Une règle assez fluctuante d’un pays à l’autre, avec quelques spécificités sur lesquelles on s’attardait peu: des Écossais et des Gallois dans les clubs anglais, des Africains dans les clubs français, des Hollandais et des Danois dans les clubs belges…
L’UEFA avait quelque peu resserré ses textes à la fin des années 1980 en avançant la notion de joueur "non-sélectionnable", qu’elle limita à trois pour ses épreuves européennes. C’est cette règle globalement admise qui vola en éclat avec l’arrêt Bosman.
images : Old School Panini
Le foot-business sur orbite
Désormais, tout club de l’Union européenne peut recruter autant de joueurs qu’il le désire, quelle que soit sa nationalité. Cette mesure fait bien entendu la joie des joueurs et de leurs agents. Elle favorisera surtout le pillage des clubs formateurs.

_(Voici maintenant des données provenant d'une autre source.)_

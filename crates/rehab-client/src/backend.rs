//! Typed calls to every backend endpoint.
//!
//! Each call either returns the decoded response or a [`ClientError`].
//! Checks that can fail without the backend run first; nothing is retried.

use rehab_core::models::card::{CreateCardRequest, PatientCard};
use rehab_core::models::patient::{level_from_label, CalculatorSeed, LevelFaPatient, PatientSummary};
use rehab_core::models::prediction::{
    BatchPredictionResponse, MessageResponse, ModelPredictionResponse, SaveFaResultRequest,
    SaveLfkResultRequest, SinglePredictionRequest, SinglePredictionResponse,
};
use rehab_core::models::program::PatientProgram;
use rehab_core::models::upload::{CheckNewPatientsResponse, NewPatient, SyntheticFill};
use rehab_core::PatientRecord;
use rehab_instruments::calculator::CalculatorInput;
use rehab_instruments::intake::check_required;
use reqwest::multipart::{Form, Part};
use reqwest::{Client, RequestBuilder, Response};
use serde::de::DeserializeOwned;
use serde::Serialize;
use tracing::{info, warn};

use crate::error::ClientError;
use crate::spreadsheet::SpreadsheetFile;

pub const DEFAULT_BACKEND_URL: &str = "http://127.0.0.1:8000";

#[derive(Debug, Clone)]
pub struct BackendClient {
    http: Client,
    base_url: String,
}

impl BackendClient {
    pub fn new(base_url: impl Into<String>) -> Self {
        Self::with_http_client(Client::new(), base_url)
    }

    pub fn with_http_client(http: Client, base_url: impl Into<String>) -> Self {
        let base_url = base_url.into().trim_end_matches('/').to_string();
        Self { http, base_url }
    }

    pub fn base_url(&self) -> &str {
        &self.base_url
    }

    fn url(&self, path: &str) -> String {
        format!("{}{}", self.base_url, path)
    }

    async fn send<T: DeserializeOwned>(
        &self,
        endpoint: &str,
        request: RequestBuilder,
    ) -> Result<T, ClientError> {
        let response = request.send().await?;
        decode(endpoint, response).await
    }

    async fn get<T: DeserializeOwned>(&self, path: &str) -> Result<T, ClientError> {
        info!(endpoint = path, "GET");
        self.send(path, self.http.get(self.url(path))).await
    }

    async fn post<B, T>(&self, path: &str, body: &B) -> Result<T, ClientError>
    where
        B: Serialize + ?Sized,
        T: DeserializeOwned,
    {
        info!(endpoint = path, "POST");
        self.send(path, self.http.post(self.url(path)).json(body)).await
    }

    /// `POST /create-card`. The required fields are checked locally first.
    pub async fn create_card(&self, record: &PatientRecord) -> Result<MessageResponse, ClientError> {
        check_required(record)?;
        let body = CreateCardRequest {
            data: record.clone(),
        };
        self.post("/create-card", &body).await
    }

    /// `GET /patients`
    pub async fn patients(&self) -> Result<Vec<PatientSummary>, ClientError> {
        self.get("/patients").await
    }

    /// `POST /predict-activity`: re-score every patient on the backend.
    pub async fn predict_activity(&self) -> Result<BatchPredictionResponse, ClientError> {
        info!(endpoint = "/predict-activity", "POST");
        self.send(
            "/predict-activity",
            self.http.post(self.url("/predict-activity")),
        )
        .await
    }

    /// `GET /level-fa/patients`
    pub async fn level_fa_patients(&self) -> Result<Vec<LevelFaPatient>, ClientError> {
        self.get("/level-fa/patients").await
    }

    /// `GET /level-fa/patients/{code}`: stored values to prefill the calculator.
    pub async fn calculator_seed(&self, code: i64) -> Result<CalculatorSeed, ClientError> {
        self.get(&format!("/level-fa/patients/{code}")).await
    }

    /// Validate the calculator form and ask the model for a class.
    ///
    /// An invalid form fails with [`ClientError::Validation`] naming the
    /// first offending field; the model is not called.
    pub async fn predict_model(
        &self,
        input: &CalculatorInput,
    ) -> Result<ModelPredictionResponse, ClientError> {
        let request = input.validate()?;
        self.post("/level-fa/predict-model", &request).await
    }

    /// `POST /level-fa/predict-activity-single`
    pub async fn predict_activity_single(
        &self,
        code: i64,
    ) -> Result<SinglePredictionResponse, ClientError> {
        info!(code, "predicting activity level");
        self.post(
            "/level-fa/predict-activity-single",
            &SinglePredictionRequest { code },
        )
        .await
    }

    /// Save a predicted level, given as its display label.
    pub async fn save_fa_result(&self, code: i64, label: &str) -> Result<MessageResponse, ClientError> {
        let fa_level = level_from_label(label).ok_or_else(|| {
            ClientError::Validation(format!("не удалось определить уровень из «{label}»"))
        })?;
        info!(code, fa_level, "saving activity level");
        self.post(
            "/level-fa/save-fa-result",
            &SaveFaResultRequest { code, fa_level },
        )
        .await
    }

    /// Save the exercise-therapy level. A zero level has not been determined.
    pub async fn save_lfk_result(
        &self,
        code: i64,
        overall_level: u8,
    ) -> Result<MessageResponse, ClientError> {
        if overall_level == 0 {
            return Err(ClientError::Validation(
                "Пожалуйста, выберите пациента и определите уровень ЛФК.".to_string(),
            ));
        }
        info!(code, lfk_level = overall_level, "saving exercise therapy level");
        self.post(
            "/level-fa/save-lfk-result",
            &SaveLfkResultRequest {
                code,
                lfk_level: overall_level,
            },
        )
        .await
    }

    /// `GET /patient-card/{code}`
    pub async fn patient_card(&self, code: i64) -> Result<PatientCard, ClientError> {
        self.get(&format!("/patient-card/{code}")).await
    }

    /// `GET /patient-program/{code}`
    pub async fn patient_program(&self, code: i64) -> Result<PatientProgram, ClientError> {
        self.get(&format!("/patient-program/{code}")).await
    }

    /// Upload a spreadsheet and list the patients the backend does not know.
    pub async fn check_new_patients(
        &self,
        file: &SpreadsheetFile,
    ) -> Result<CheckNewPatientsResponse, ClientError> {
        let path = "/api/check-new-patients";
        info!(endpoint = path, file = %file.file_name, bytes = file.bytes.len(), "uploading spreadsheet");
        let part = Part::bytes(file.bytes.clone())
            .file_name(file.file_name.clone())
            .mime_str(file.mime_type())?;
        let form = Form::new().part("file", part);
        self.send(path, self.http.post(self.url(path)).multipart(form))
            .await
    }

    /// Let the backend fill the gaps of one row with synthetic values.
    ///
    /// Returns the row with the filled data and no missing columns.
    pub async fn fill_synthetic(&self, patient: &NewPatient) -> Result<NewPatient, ClientError> {
        info!(code = %patient.code, missing = patient.missing_columns.len(), "filling row");
        let body = SyntheticFill {
            data: patient.data.clone(),
        };
        let filled: SyntheticFill = self.post("/api/fill-synthetic-patient", &body).await?;
        Ok(NewPatient {
            code: patient.code.clone(),
            data: filled.data,
            missing_columns: Vec::new(),
        })
    }

    /// Commit the reviewed rows.
    pub async fn upload_new_patients(
        &self,
        patients: &[NewPatient],
    ) -> Result<MessageResponse, ClientError> {
        self.post("/api/upload-new-patients-data", patients).await
    }
}

async fn decode<T: DeserializeOwned>(endpoint: &str, response: Response) -> Result<T, ClientError> {
    let status = response.status();
    let body = response.bytes().await?;
    if !status.is_success() {
        let message = rejection_message(status.as_u16(), &body);
        warn!(endpoint, status = status.as_u16(), %message, "backend rejected request");
        return Err(ClientError::Rejected {
            status: status.as_u16(),
            message,
        });
    }
    Ok(serde_json::from_slice(&body)?)
}

/// The `detail` field of an error body, or a generic message with the status.
fn rejection_message(status: u16, body: &[u8]) -> String {
    let detail = serde_json::from_slice::<serde_json::Value>(body)
        .ok()
        .and_then(|v| v.get("detail").cloned());
    match detail {
        Some(serde_json::Value::String(s)) if !s.is_empty() => s,
        Some(serde_json::Value::String(_) | serde_json::Value::Null) | None => {
            format!("server error: {status}")
        }
        Some(other) => other.to_string(),
    }
}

Elle entraînera aussi le foot européen vers une standardisation des effectifs et du jeu pratiqué. Finies les oppositions de style entre Nordiques et Latins, entre football total et catenaccio. De Barcelone à Manchester, de Munich à Turin, on jouera peu ou prou le même football – en fonction de ses moyens financiers.
La procédure de Jean-Marc Bosman n’est bien sûr pas la seule responsable du basculement du foot vers une dérégulation excessive. Quelques années auparavant, le championnat anglais avait lancé le mouvement en créant la Premier League, épreuve entièrement financée par les droits de télévision.
Depuis 1992, la bonne vieille Coupe d’Europe des clubs champions s'est transformée en Ligue des champions, un show télévisé tellement rémunérateur pour les clubs qui y participent que ceux-ci allaient peu à peu fermer la porte pour se partager le butin.
Démantèlement en règle
Quant à la règle des trois étrangers, elle était déjà sérieusement malmenée par des clubs très influents, notamment l’AC Milan et le FC Barcelone qui n’hésitaient plus à recruter des joueurs étrangers au-delà du nombre autorisé.
Un casse-tête pour les entraîneurs qui devaient inventer un habile turnover pour n’en aligner que trois sur la pelouse. Un moyen de pression supplémentaire de la part des clubs qui réclamaient un assouplissement des règlements.
Jean-Marc Bosman a fait plier l’UEFA plus rapidement que les clubs. Il eut été moral qu’il soit embauché par une des grandes équipes qui bénéficièrent de son combat juridique. Au lieu de quoi, le joueur belge fut laissé à son sort, vainqueur au nom célèbre, mais paradoxalement ruiné et oublié.
Le FC Nantes disputera la Ligue des champions en 1995/96 et parviendra même en demi-finale. Il s’en sera fallu de peu qu’il ne croise l’Ajax Amsterdam pour une finale hautement symbolique, la dernière opposant deux clubs formateurs avant un démantèlement en règle et l’entrée dans l’ère du football post-Bosman.